Мы уложили Корделию на позолоченную танкетку из черного дерева, появившуюся у нас в доме после постановки «Антония и Клеопатры».
Мария-Альба быстро выдрала несколько перьев из старого боа, висевшего на шее Анубиса, и, подпалив их спичкой, сунула под нос Корделии. Та мгновенно пришла в себя, почувствовав отвратительный горелый запах, и посмотрела на меня с выражением трагического отчаяния.
— Не целуй меня на прощание, дорогая сестренка, иначе ты отравишься ядом, что остался на моих губах. Я люблю всех моих близких, но тебя — сильнее всех. Вчера Порция, эта свинья, не разрешила мне надеть ее мохеровую кофту!
— Прекрати паясничать и ответь мне серьезно. Ты проглотила какую-нибудь микстуру или снотворное?
— Я… я… не помню… — Корделия прижала руку ко лбу и закрыла глаза.
— С'е bisogno di emetico. (Нужно дать выпить раствор.) Соль и воду, — мрачно заметила Мария-Альба, — пойду приготовлю.
— Ты зря потратишь время, я ничего не буду пить. — Корделия села на кровати и посмотрела на нас, вскинув голову. — Я ненавижу этот дом! И чем мое спасение может помочь дорогому папе, который теперь в тюрьме и которого повесят?
— Повесят… — автоматически повторила я, чувствуя, что это слово отдается в моей голове как звон похоронного колокола.
Корделия не сводила с меня глаз.
— Ты способна сохранять душевное равновесие даже на эшафоте, Хэрриет.
— Да, наверное. Так оно и должно быть… Но ведь в нашей стране давно уже отменили казнь через повешение.
— Да ну? Не может быть! Я видела фильм, в котором героя должны были повесить! Да, точно, его должны были повесить, а священник просил его, чтобы он показал людям, как боится смерти, тогда бы они задумались над своими грехами и обратились к праведной жизни. И это было так ужасно, когда он начал плакать и просить о пощаде… Я не хочу умирать. Это просто кошмар, но ведь мы так и не узнали, вправду ли он боялся или только притворялся.
— Это только фильм, — отозвалась я, плохо слыша свой голос, словно уши у меня были заложены ватой. — Виселица запрещена законом.
— Законом? Фи! — раздался рядом голос мамы. Мы глядели на нее в полной растерянности. Она стояла на лестнице, одетая во все черное. — «Вы сами некогда прочтете тот закон, что горечью прописан в книге всех проклятий».
— «Король Лир», — отозвалась Корделия.
— «Отелло», — произнесла я почти одновременно с сестрой.
Мы давно уже привыкли к тому, что наши родители постоянно цитировали Шекспира, все пьесы и трагедии которого знали наизусть. Само собой разумеется, мы должны были тут же угадать название произведения.
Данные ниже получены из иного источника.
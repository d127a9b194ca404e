//! HTTP request handlers

use std::sync::Arc;
use axum::{
    extract::{rejection::JsonRejection, State},
    Json,
};
use tracing::info;

use crate::inference::{PredictionForm, PredictionOutcome};

use super::error::{Result, ServerError};
use super::state::AppState;

pub async fn health_check(State(state): State<Arc<AppState>>) -> Json<serde_json::Value> {
    Json(serde_json::json!({
        "status": "ok",
        "version": env!("CARGO_PKG_VERSION"),
        "model_loaded": state.is_loaded().await,
    }))
}

/// Score one wine described by a prediction form
pub async fn predict(
    State(state): State<Arc<AppState>>,
    form: std::result::Result<Json<PredictionForm>, JsonRejection>,
) -> Result<Json<PredictionOutcome>> {
    let Json(form) = form.map_err(|e| ServerError::BadRequest(format!("invalid input: {}", e.body_text())))?;
    form.validate()?;
    let predictor = state.predictor().await?;

    let score = predictor.predict(&form.to_raw_row())?;
    let outcome = PredictionOutcome::from_score(score);
    info!(score, quality = outcome.quality, "Prediction served");
    Ok(Json(outcome))
}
Из протеста против этой родительской тирании мы придумали свой способ защиты: каждый из нас взялся хорошо изучить ту пьесу, из которой взято его имя, так что вскоре мы все могли сразу же откликнуться на вызов, брошенный нам отцом или матерью. Но чаще случалось так, что родители, увлекшись монологом, не обращали внимания на наши ответы, даже если они были ошибочны. Абсолютным победителем обычно являлся Брон, давно принявший решение стать актером, остальные победы доставались Офелии, поскольку «Гамлет» в доме звучал постоянно.
Я спросила:
— Кто-нибудь мне объяснит, что случилось? Я не могу поверить, что папа арестован!
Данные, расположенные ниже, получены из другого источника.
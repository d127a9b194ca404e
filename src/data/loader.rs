//! CSV reading and writing

use crate::error::{PipelineError, Result};
use polars::prelude::*;
use std::fs::{self, File};
use std::path::Path;
use tracing::debug;

/// Read a headered CSV file into a frame.
///
/// The whole file is scanned for schema inference so a column that only turns
/// fractional late in the file is still read as float.
pub fn load_csv(path: impl AsRef<Path>) -> Result<DataFrame> {
    let path = path.as_ref();
    let file = match File::open(path) {
        Ok(file) => file,
        Err(e) if e.kind() == std::io::ErrorKind::NotFound => {
            return Err(PipelineError::ArtifactMissing(path.display().to_string()))
        }
        Err(e) => return Err(e.into()),
    };

    let df = CsvReadOptions::default()
        .with_has_header(true)
        .with_infer_schema_length(None)
        .into_reader_with_file_handle(file)
        .finish()?;

    debug!(path = %path.display(), rows = df.height(), cols = df.width(), "CSV loaded");
    Ok(df)
}

/// Write a frame as a headered CSV file, creating parent directories.
pub fn save_csv(df: &mut DataFrame, path: impl AsRef<Path>) -> Result<()> {
    let path = path.as_ref();
    if let Some(parent) = path.parent().filter(|p| !p.as_os_str().is_empty()) {
        fs::create_dir_all(parent)?;
    }
    let mut file = File::create(path)?;
    CsvWriter::new(&mut file).include_header(true).finish(df)?;

    debug!(path = %path.display(), rows = df.height(), "CSV written");
    Ok(())
}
Мама посмотрела на меня с бесконечной скорбью:
— «Они мне говорили, что сова была на самом деле дочкой пекаря…»
Сцена с безумной Офелией — я имею в виду шекспировскую Офелию, а не мою сестру — была любимым маминым эпизодом в пьесе. Она читала этот монолог медленно, нараспев, с теми же модуляциями в голосе, с которыми к нам обращалась сестра Паулина — бывшая наша гувернантка, страдавшая какой-то болезненной чувствительностью и сентиментальностью. Мне показалось, что я сейчас сойду с ума, если в конце концов мне не объяснят, в чем дело. А поскольку мама, завершив второй монолог, торжественно повернулась и удалилась в столовую, то я ринулась к комнате старшей сестры и, уже не смущаясь, забарабанила в дверь кулаками:
— Офелия!..
Ответа не было. Я подергала ручку, но дверь была заперта на ключ. Заглянув в замочную скважину, я увидела Офелию, лежащую на постели, ее волосы были рассыпаны по подушке. Глаз она не открывала. На фоне бледно-лиловых штор, задернутых на окнах, она выглядела очень красиво. Покрывало на постели было нежного желтоватого оттенка, а ковер, наоборот, расцвечен экзотическими цветами и узорами. Около ее кровати в вазе стоял букет светло-желтых роз, наверняка подаренных Креспеном.
Я снова дернула ручку:
— Офелия! Ответь мне! Я должна знать, что произошло. Мама ничего не говорит.
Наклонившись к двери, я опять посмотрела в замочную скважину. Она открыла глаза, но вместо ответа натянула покрывало на голову.
Я была в совершенной растерянности и уже подумывала о том, чтобы немедленно отправиться в «Зеленый дракон» и разыскать там Брона. Но как раз в эту минуту раздался звонок в прихожей. Я кинулась к дверям и увидела двух мужчин в полицейской форме.
— Мисс Бинг? Я — инспектор Фой, а это — сержант Твитер. Можно нам зайти на минуту? Я хотел бы задать вам кое-какие вопросы о вашем отце.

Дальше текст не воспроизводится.